Cuando levanté la vista de la correspondencia descubrí que había anochecido. El cristal de la ventana me devolvió mi propio reflejo. No sé por qué lo hice, pero le dediqué un saludo con un cortés asentimiento de cabeza. Me levanté para estirar un poco las piernas y recorrí el estrecho pasillo de altos estantes que albergaban las ediciones de todos los puzles de los últimos años, saliendo a un pasillo sólo alumbrado por las luces de emergencia. Tras hacer una visita a los lavabos, volví a mi puesto de trabajo, saboreando durante el paseo la calma que reinaba en las amplias salas en penumbras que iba dejando atrás. Acababan de dar las siete y la emisora que estaba escuchando hizo una desconexión comarcal; el programa que comenzaba a partir de ese momento lo emitían desde los estudios de Radio Barcelona.

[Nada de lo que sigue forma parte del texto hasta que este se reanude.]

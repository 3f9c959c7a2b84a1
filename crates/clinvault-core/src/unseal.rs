//! Unseal providers: independent ways to recover the master key.
//!
//! Each provider stores its own wrapped copy of the master key in raw storage
//! under `sys/seal/providers/<id>` so it can be read while sealed:
//!
//! - **Local**: wrapped under an Argon2id key derived from an operator password.
//! - **`CloudKms`**: wrapped by an external key service through [`KmsClient`].
//! - **Shamir**: wrapped under a random key that is split into shares. The
//!   shares are handed out once and never stored.

use std::fmt;
use std::sync::Arc;

use base64::Engine;
use base64::engine::general_purpose::STANDARD as BASE64;
use chrono::{DateTime, Utc};
use serde::{Deserialize, Serialize};
use sharks::{Share, Sharks};

use crate::barrier::Barrier;
use crate::crypto::{self, EncryptionKey, KdfParams};
use crate::error::{KmsError, SealError};

/// Storage prefix for provider records.
pub const PROVIDER_PREFIX: &str = "sys/seal/providers/";

/// Upper bound on Shamir shares per provider.
const MAX_SHARES: u8 = 10;

/// Abstract key-management service used by `CloudKms` providers.
#[async_trait::async_trait]
pub trait KmsClient: Send + Sync {
    /// Encrypt `plaintext` under the KMS key `key_identifier`.
    async fn wrap(&self, key_identifier: &str, plaintext: &[u8]) -> Result<Vec<u8>, KmsError>;

    /// Decrypt bytes produced by [`wrap`](KmsClient::wrap).
    async fn unwrap(&self, key_identifier: &str, ciphertext: &[u8]) -> Result<Vec<u8>, KmsError>;

    /// Whether the key can currently be used.
    async fn is_available(&self, key_identifier: &str) -> bool;
}

/// A KMS that derives one key per identifier from a configured root key.
///
/// Stands in for a cloud KMS in development and tests.
pub struct SoftwareKms {
    root: EncryptionKey,
}

impl SoftwareKms {
    #[must_use]
    pub fn new(root: EncryptionKey) -> Self {
        Self { root }
    }

    /// Build from a hex-encoded 32-byte key.
    ///
    /// # Errors
    ///
    /// Returns [`KmsError::Unavailable`] if the hex is malformed or the
    /// key is not 32 bytes.
    pub fn from_hex(hex_key: &str) -> Result<Self, KmsError> {
        let bytes = zeroize::Zeroizing::new(hex::decode(hex_key.trim()).map_err(|e| {
            KmsError::Unavailable {
                reason: format!("invalid kms key hex: {e}"),
            }
        })?);
        let root = EncryptionKey::from_slice(&bytes).map_err(|e| KmsError::Unavailable {
            reason: e.to_string(),
        })?;
        Ok(Self::new(root))
    }

    fn key_for(&self, key_identifier: &str) -> Result<EncryptionKey, KmsError> {
        if key_identifier.is_empty() {
            return Err(KmsError::Rejected {
                key_identifier: String::new(),
                reason: "empty key identifier".to_owned(),
            });
        }
        let info = format!("clinvault-kms-{key_identifier}");
        crypto::derive_key(&self.root, None, info.as_bytes()).map_err(|e| KmsError::Rejected {
            key_identifier: key_identifier.to_owned(),
            reason: e.to_string(),
        })
    }
}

La sección cultural que con tanta ansia esperaba cada semana siempre se introducía tras los escándalos políticos y las glorias deportivas de rigor. En esta ocasión el monográfico literario estaba dedicado a Jesús Moncada (1941-2005), hijo predilecto de Mequinenza, el pueblo sumergido en las aguas del embalse de Ribarroja en la confluencia del Ebro y el Segre y que él hizo famoso en su obra. Tras una breve referencia bibliográfica (realmente fue un autor poco prolijo pero de una altísima calidad) destacaron su obra maestra, Camino de sirga. Me sentí avergonzado por desconocer tanto al escritor como esa novela en particular (yo que me jacto de ser un hombre de letras). Inmediatamente tuve la necesidad de hacerme con ese libro, cosa que no tardé mucho en conseguir. Al día siguiente compré un ejemplar en la librería más próxima que encontré. No dejaba de resonar en mi mente el nombre de Mequinenza, un nombre tan literario como el de Macondo de Gabriel García Márquez, aunque el de la Franja siempre aseveraba en las entrevistas no estar influenciado por el realismo mágico. Y aunque haya tardado años en emprender su lectura (por motivos que se me haría demasiado extenso contar) nunca ha dejado de llamarme desde el estante en el que descansaba como una especie de tamtan en medio de la selva. Por fin, tras una tupida cortina de enredaderas he descubierto el claro en el que sentarme para leer con calma su historia.